◆ **Assignment**: Write out each line of the records that has "into" in it.

(Source records)
#####
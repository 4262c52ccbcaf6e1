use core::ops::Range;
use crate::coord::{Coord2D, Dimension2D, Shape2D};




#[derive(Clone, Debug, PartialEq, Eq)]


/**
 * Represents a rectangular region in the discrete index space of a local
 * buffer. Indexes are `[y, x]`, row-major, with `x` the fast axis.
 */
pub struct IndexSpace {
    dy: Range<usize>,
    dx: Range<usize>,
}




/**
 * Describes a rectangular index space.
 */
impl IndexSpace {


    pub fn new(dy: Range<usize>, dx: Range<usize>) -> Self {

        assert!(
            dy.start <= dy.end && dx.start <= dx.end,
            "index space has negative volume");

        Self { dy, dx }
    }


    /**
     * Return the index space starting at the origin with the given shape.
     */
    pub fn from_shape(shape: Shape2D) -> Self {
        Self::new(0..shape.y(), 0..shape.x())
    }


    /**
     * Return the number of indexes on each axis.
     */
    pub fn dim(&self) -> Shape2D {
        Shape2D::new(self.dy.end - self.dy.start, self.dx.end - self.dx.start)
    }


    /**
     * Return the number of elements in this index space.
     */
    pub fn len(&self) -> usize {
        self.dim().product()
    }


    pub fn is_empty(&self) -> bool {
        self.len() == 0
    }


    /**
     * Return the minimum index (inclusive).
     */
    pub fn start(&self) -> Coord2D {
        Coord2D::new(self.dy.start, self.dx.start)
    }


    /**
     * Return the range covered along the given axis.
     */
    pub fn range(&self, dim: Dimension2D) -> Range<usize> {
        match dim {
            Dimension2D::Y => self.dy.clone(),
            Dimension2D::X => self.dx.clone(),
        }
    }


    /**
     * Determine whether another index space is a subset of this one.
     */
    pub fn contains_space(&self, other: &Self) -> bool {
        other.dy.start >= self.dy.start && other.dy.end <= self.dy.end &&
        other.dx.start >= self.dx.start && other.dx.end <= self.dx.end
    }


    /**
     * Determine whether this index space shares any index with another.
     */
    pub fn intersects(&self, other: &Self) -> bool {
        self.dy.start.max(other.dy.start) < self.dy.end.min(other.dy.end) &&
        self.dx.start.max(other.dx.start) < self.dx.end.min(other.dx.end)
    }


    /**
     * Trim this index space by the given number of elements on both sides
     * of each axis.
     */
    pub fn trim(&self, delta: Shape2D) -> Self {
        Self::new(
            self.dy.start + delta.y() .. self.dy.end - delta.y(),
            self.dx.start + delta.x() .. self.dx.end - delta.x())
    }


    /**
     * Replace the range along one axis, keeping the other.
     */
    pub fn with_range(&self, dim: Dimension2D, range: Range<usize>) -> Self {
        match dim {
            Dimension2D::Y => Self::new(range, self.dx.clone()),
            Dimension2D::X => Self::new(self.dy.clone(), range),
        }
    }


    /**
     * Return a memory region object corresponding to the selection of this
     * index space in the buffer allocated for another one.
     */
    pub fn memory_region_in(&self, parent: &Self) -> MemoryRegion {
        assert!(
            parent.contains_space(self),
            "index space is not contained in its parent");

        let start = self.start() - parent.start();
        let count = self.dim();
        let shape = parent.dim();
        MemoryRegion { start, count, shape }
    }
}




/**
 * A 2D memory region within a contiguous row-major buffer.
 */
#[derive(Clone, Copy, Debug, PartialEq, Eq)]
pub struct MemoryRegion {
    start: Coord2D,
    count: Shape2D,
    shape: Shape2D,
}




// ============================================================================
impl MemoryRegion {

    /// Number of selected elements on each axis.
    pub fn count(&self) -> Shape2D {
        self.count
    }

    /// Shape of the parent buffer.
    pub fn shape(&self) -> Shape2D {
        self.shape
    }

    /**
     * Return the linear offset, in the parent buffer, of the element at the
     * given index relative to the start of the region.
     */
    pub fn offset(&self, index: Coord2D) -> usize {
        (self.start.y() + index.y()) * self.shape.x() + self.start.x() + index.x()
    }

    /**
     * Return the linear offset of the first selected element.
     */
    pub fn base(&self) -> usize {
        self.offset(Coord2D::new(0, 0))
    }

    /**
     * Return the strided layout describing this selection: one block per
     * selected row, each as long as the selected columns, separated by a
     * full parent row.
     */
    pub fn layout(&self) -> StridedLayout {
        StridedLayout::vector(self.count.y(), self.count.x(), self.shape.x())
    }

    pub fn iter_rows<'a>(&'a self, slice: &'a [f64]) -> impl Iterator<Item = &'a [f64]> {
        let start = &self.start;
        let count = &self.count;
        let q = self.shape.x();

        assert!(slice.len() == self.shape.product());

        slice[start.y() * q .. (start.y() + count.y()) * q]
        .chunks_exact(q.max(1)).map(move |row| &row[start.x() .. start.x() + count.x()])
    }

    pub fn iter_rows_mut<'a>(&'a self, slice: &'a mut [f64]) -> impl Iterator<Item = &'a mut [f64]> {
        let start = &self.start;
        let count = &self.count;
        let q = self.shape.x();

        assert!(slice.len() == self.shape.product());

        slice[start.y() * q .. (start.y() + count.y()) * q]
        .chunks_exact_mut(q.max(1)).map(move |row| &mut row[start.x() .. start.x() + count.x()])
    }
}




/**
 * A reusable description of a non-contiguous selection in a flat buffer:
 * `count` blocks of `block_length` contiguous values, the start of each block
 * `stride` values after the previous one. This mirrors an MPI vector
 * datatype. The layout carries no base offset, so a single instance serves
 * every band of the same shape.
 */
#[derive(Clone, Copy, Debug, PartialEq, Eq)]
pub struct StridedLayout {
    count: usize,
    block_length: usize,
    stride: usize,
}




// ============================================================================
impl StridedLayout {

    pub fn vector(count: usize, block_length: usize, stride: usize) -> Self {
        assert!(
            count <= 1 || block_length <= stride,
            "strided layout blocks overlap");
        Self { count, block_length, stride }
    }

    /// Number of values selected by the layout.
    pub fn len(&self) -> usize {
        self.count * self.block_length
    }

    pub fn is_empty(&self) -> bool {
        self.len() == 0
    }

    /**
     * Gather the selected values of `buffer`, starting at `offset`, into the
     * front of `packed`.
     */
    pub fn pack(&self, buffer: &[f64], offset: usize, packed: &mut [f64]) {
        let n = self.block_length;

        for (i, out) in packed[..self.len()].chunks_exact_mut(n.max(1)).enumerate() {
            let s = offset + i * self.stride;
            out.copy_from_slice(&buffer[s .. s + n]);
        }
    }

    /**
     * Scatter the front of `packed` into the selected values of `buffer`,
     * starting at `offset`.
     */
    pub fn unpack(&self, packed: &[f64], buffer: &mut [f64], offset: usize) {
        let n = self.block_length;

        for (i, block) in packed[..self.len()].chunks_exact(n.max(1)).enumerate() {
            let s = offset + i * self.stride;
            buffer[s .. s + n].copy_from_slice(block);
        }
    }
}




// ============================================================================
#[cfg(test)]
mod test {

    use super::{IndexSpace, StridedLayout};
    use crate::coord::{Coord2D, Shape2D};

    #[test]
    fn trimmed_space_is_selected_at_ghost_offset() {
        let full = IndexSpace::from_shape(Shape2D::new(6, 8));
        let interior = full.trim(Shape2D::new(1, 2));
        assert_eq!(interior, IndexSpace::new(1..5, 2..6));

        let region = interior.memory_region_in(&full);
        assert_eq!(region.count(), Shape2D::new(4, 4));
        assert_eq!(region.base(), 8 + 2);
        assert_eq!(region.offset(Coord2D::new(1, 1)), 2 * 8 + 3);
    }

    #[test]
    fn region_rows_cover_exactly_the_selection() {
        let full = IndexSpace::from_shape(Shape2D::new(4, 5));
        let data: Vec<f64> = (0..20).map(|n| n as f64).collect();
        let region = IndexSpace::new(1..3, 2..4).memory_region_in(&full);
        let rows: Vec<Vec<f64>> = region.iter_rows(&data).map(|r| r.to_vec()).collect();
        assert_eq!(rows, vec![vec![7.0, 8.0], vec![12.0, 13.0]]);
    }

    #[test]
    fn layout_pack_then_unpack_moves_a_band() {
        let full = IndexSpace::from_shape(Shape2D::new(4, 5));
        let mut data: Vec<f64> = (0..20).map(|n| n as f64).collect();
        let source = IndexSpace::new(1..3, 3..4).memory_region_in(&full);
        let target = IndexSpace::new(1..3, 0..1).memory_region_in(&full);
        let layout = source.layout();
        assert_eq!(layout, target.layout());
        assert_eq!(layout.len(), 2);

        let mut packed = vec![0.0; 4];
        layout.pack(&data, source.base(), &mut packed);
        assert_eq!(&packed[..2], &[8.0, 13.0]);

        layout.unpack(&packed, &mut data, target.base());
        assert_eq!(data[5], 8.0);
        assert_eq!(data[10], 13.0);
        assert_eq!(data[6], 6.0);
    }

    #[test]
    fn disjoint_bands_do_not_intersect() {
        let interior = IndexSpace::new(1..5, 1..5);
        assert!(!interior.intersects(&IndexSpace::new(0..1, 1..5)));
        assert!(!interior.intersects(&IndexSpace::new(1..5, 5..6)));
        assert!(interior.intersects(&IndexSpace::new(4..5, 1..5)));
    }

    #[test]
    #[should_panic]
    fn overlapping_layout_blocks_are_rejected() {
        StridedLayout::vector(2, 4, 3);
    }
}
#####
◆ **Completed exercise**:
     * Gather the selected values of `buffer`, starting at `offset`, into the
     * Scatter the front of `packed` into the selected values of `buffer`,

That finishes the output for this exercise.